Especially in a desert.
The rally in Dubai luxury villas has been as swift as it has been spectacular since the autumn of 2020, with anecdotal evidence of 50 to 70% cumulative price rises. Constructed villas were a mere 20% of the Dubai housing stock after the protracted six-year bear market that saw prices plunge by 40 to 50% since their 2014 peak, obviously creating assets that were available far below their replacement cost and with stellar rental yields, even though the local market was illiquid and many developer balance sheets were not exactly hunky dory – au contraire.
Yet the pandemic led to a spike in demand for luxury villas from HNW families desperate to take advantage of Dubai’s golden visa, public health protocols, digital/sunrise industries and traditional status as a geopolitical safe haven, known to its feeder markets since the Iranian revolution/Lebanese civil war/Zia coup in Pakistan in the 1970s, the collapse of the USSR and corrupt ANC rule in South Africa in the 1990s and Arab Spring inflows in 2011-2012.

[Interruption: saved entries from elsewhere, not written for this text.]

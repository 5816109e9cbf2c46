//! Input normalisation (message pre-processing).
//!
//! Every message is reduced to a canonical word stream before it meets a
//! pattern:
//!
//! ```text
//! "What's   your NAME?" ── lowercase ──▶ "what's   your name?"
//!                       ── sub table ──▶ "what is   your name?"
//!                       ── punctuation ▶ "what is   your name"
//!                       ── whitespace ─▶ "what is your name"
//! ```
//!
//! The previous bot reply (for `%` matching) and redirect targets go through
//! the same steps minus the substitution table.
//!
//! ## Punctuation
//!
//! - Default mode keeps only ASCII letters, digits and whitespace.
//! - UTF-8 mode removes `\`, `/` and whatever `Options::unicode_punctuation`
//!   matches, leaving non-ASCII letters intact.

use std::collections::HashMap;

use regex::{Captures, Regex};

use crate::Options;

/// A compiled word-substitution table (`! sub` or `! person`).
///
/// All keys are folded into one alternation, longest phrase first, and
/// applied in a single left-to-right pass so a replacement is never itself
/// substituted again.
#[derive(Debug, Clone, Default)]
pub(crate) struct Substitutions {
    matcher: Option<Regex>,
    table: HashMap<String, String>,
}

impl Substitutions {
    pub fn new(source: &HashMap<String, String>) -> Self {
        let table: HashMap<String, String> = source
            .iter()
            .filter(|(k, _)| !k.trim().is_empty())
            .map(|(k, v)| (k.trim().to_lowercase(), v.clone()))
            .collect();
        if table.is_empty() {
            return Substitutions::default();
        }

        let mut keys: Vec<&String> = table.keys().collect();
        keys.sort_by(|a, b| {
            let words = |s: &str| s.split_whitespace().count();
            words(b).cmp(&words(a)).then(b.len().cmp(&a.len())).then(a.cmp(b))
        });

        let alternation = keys
            .iter()
            .map(|key| {
                let open = if key.starts_with(is_word_char) { r"\b" } else { "" };
                let close = if key.ends_with(is_word_char) { r"\b" } else { "" };
                format!("{open}{}{close}", regex::escape(key))
            })
            .collect::<Vec<_>>()
            .join("|");

        match Regex::new(&format!("(?i)(?:{alternation})")) {
            Ok(matcher) => Substitutions { matcher: Some(matcher), table },
            Err(err) => {
                log::warn!("substitution table could not be compiled: {err}");
                Substitutions::default()
            }
        }
    }

    pub fn apply(&self, text: &str) -> String {
        let Some(matcher) = &self.matcher else {
            return text.to_string();
        };
        matcher
            .replace_all(text, |caps: &Captures| {
                self.table.get(&caps[0].to_lowercase()).cloned().unwrap_or_else(|| caps[0].to_string())
            })
            .into_owned()
    }

    pub fn len(&self) -> usize {
        self.table.len()
    }
}

fn is_word_char(c: char) -> bool {
    c.is_alphanumeric() || c == '_'
}

/// Canonicalise `text` for matching. `subs` is `None` for bot replies and
/// redirect targets.
pub(crate) fn normalize(text: &str, subs: Option<&Substitutions>, options: &Options) -> String {
    let mut text = text.to_lowercase();
    if let Some(subs) = subs {
        text = subs.apply(&text);
    }

    let stripped = if options.utf8 {
        let text = regex!(r"[\\/]").replace_all(&text, "");
        options.unicode_punctuation.replace_all(&text, "").into_owned()
    } else {
        regex!(r"[^a-z0-9\s]").replace_all(&text, "").into_owned()
    };

    stripped.split_whitespace().collect::<Vec<_>>().join(" ")
}

#[cfg(test)]
mod tests {
    use super::*;

    fn table(pairs: &[(&str, &str)]) -> HashMap<String, String> {
        pairs.iter().map(|(k, v)| (k.to_string(), v.to_string())).collect()
    }

    #[test]
    fn strips_punctuation_and_spacing() {
        let opts = Options::default();
        assert_eq!(normalize("  Hello,   BOT!! ", None, &opts), "hello bot");
        assert_eq!(normalize("what's up?", None, &opts), "whats up");
    }

    #[test]
    fn substitutions_run_before_stripping() {
        let subs = Substitutions::new(&table(&[("what's", "what is"), ("i'm", "i am")]));
        let opts = Options::default();
        assert_eq!(normalize("What's up? I'm bored.", Some(&subs), &opts), "what is up i am bored");
    }

    #[test]
    fn longest_phrase_wins_and_no_resubstitution() {
        let subs = Substitutions::new(&table(&[("i am", "you are"), ("you are", "I am"), ("i", "you")]));
        assert_eq!(subs.apply("i am sure you are right"), "you are sure I am right");
        assert_eq!(subs.apply("i think"), "you think");
        // Whole words only.
        assert_eq!(subs.apply("ice"), "ice");
    }

    #[test]
    fn utf8_mode_keeps_letters() {
        let opts = Options { utf8: true, ..Options::default() };
        assert_eq!(normalize("Ça va? Très bien/merci.", None, &opts), "ça va très bienmerci");
    }

    #[test]
    fn empty_table_is_identity() {
        let subs = Substitutions::new(&HashMap::new());
        assert_eq!(subs.len(), 0);
        assert_eq!(subs.apply("anything at all"), "anything at all");
    }
}
//! Parsed script contents, before compilation.
//!
//! This is the hand-off point between a script reader and the engine: any
//! front end that can produce a [`Root`] can feed `Bot::load_ast`.

use std::collections::{BTreeMap, HashMap};

/// One parsed document (or several merged ones).
#[derive(Debug, Clone, Default, PartialEq, Eq)]
pub struct Root {
    pub begin: Begin,
    /// Keyed by lower-cased topic name. Triggers outside any `> topic`
    /// block live in `random`.
    pub topics: BTreeMap<String, Topic>,
    pub objects: Vec<ObjectMacro>,
}

/// Definitions (`!` lines). A value of `<undef>` deletes the key on load.
#[derive(Debug, Clone, Default, PartialEq, Eq)]
pub struct Begin {
    pub global: HashMap<String, String>,
    pub var: HashMap<String, String>,
    pub sub: HashMap<String, String>,
    pub person: HashMap<String, String>,
    pub array: HashMap<String, Vec<String>>,
}

#[derive(Debug, Clone, Default, PartialEq, Eq)]
pub struct Topic {
    pub triggers: Vec<Trigger>,
    pub includes: Vec<String>,
    pub inherits: Vec<String>,
}

#[derive(Debug, Clone, Default, PartialEq, Eq)]
pub struct Trigger {
    /// `+` line.
    pub pattern: String,
    /// `-` lines, possibly carrying `{weight=N}`.
    pub replies: Vec<String>,
    /// `*` lines, unparsed (`lhs op rhs => reply`).
    pub conditions: Vec<String>,
    /// `@` line.
    pub redirect: Option<String>,
    /// `%` line.
    pub previous: Option<String>,
}

/// The body of a `> object name language` block.
#[derive(Debug, Clone, Default, PartialEq, Eq)]
pub struct ObjectMacro {
    pub name: String,
    pub language: String,
    pub code: Vec<String>,
}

In the past, King Dollar had an inverse correlation with crude oil prices and a property slump in Dubai, as we learned the hard way in 1998-99 and 2008-10. This has not been the case in this cycle. Brent was $35 in September 2020 as the bear market in the Dubai property bottomed and is $95 now, albeit 30% below its post Ukraine invasion peak. King Dollar is up 17% against its euro/sterling/yen weighted index (DXY) but 40 to 80% up against the currencies of EM nations that constitute the traditional feeder market for Dubai.
The PKR has lost 50% of its value in the last four years alone and I am not surprised that 50,000 of my compatriots own property in the UAE as an FX hedge. The motivation for Brits, EU citizens, Ukrainians, Afghans, Africans from Cairo to Cape Town, Indians, etc, to buy tangible assets in the ultimate hard currency (USD) in a nation where the government has a cosmopolitan, tolerant and futuristic DNA makes perfect sense.
Yet supply always spikes higher to meet demand in Dubai. It is scary that so many friends want to develop golf course-view villas at inflated prices when such villas were empty in ghost cities two years ago. It is also no coincidence that almost 50% of all transactions in the past year were speculative off-plan deals that proved so lethal to investors a decade ago. Yet bull markets/greed makes investors blind and there are none so blind as speculators who refuse to see.
Now that average sale prices in Palm Jumeirah are near 3800 AED per sq ft, can you honestly say you are buying assets below replacement cost, as I routinely find them in global REITs in both New York/Asia? The greater fool theory is essential if you are a property broker, as I hear that some have made 10 to 30 million AED in the past two years with zero personal risk and it is not uncommon to see Ponzi syndicates of brokers ripping off foreign buyers with up to 20 to 30% mark-ups. This is a cycle peak and smart money should never skate on thin ice.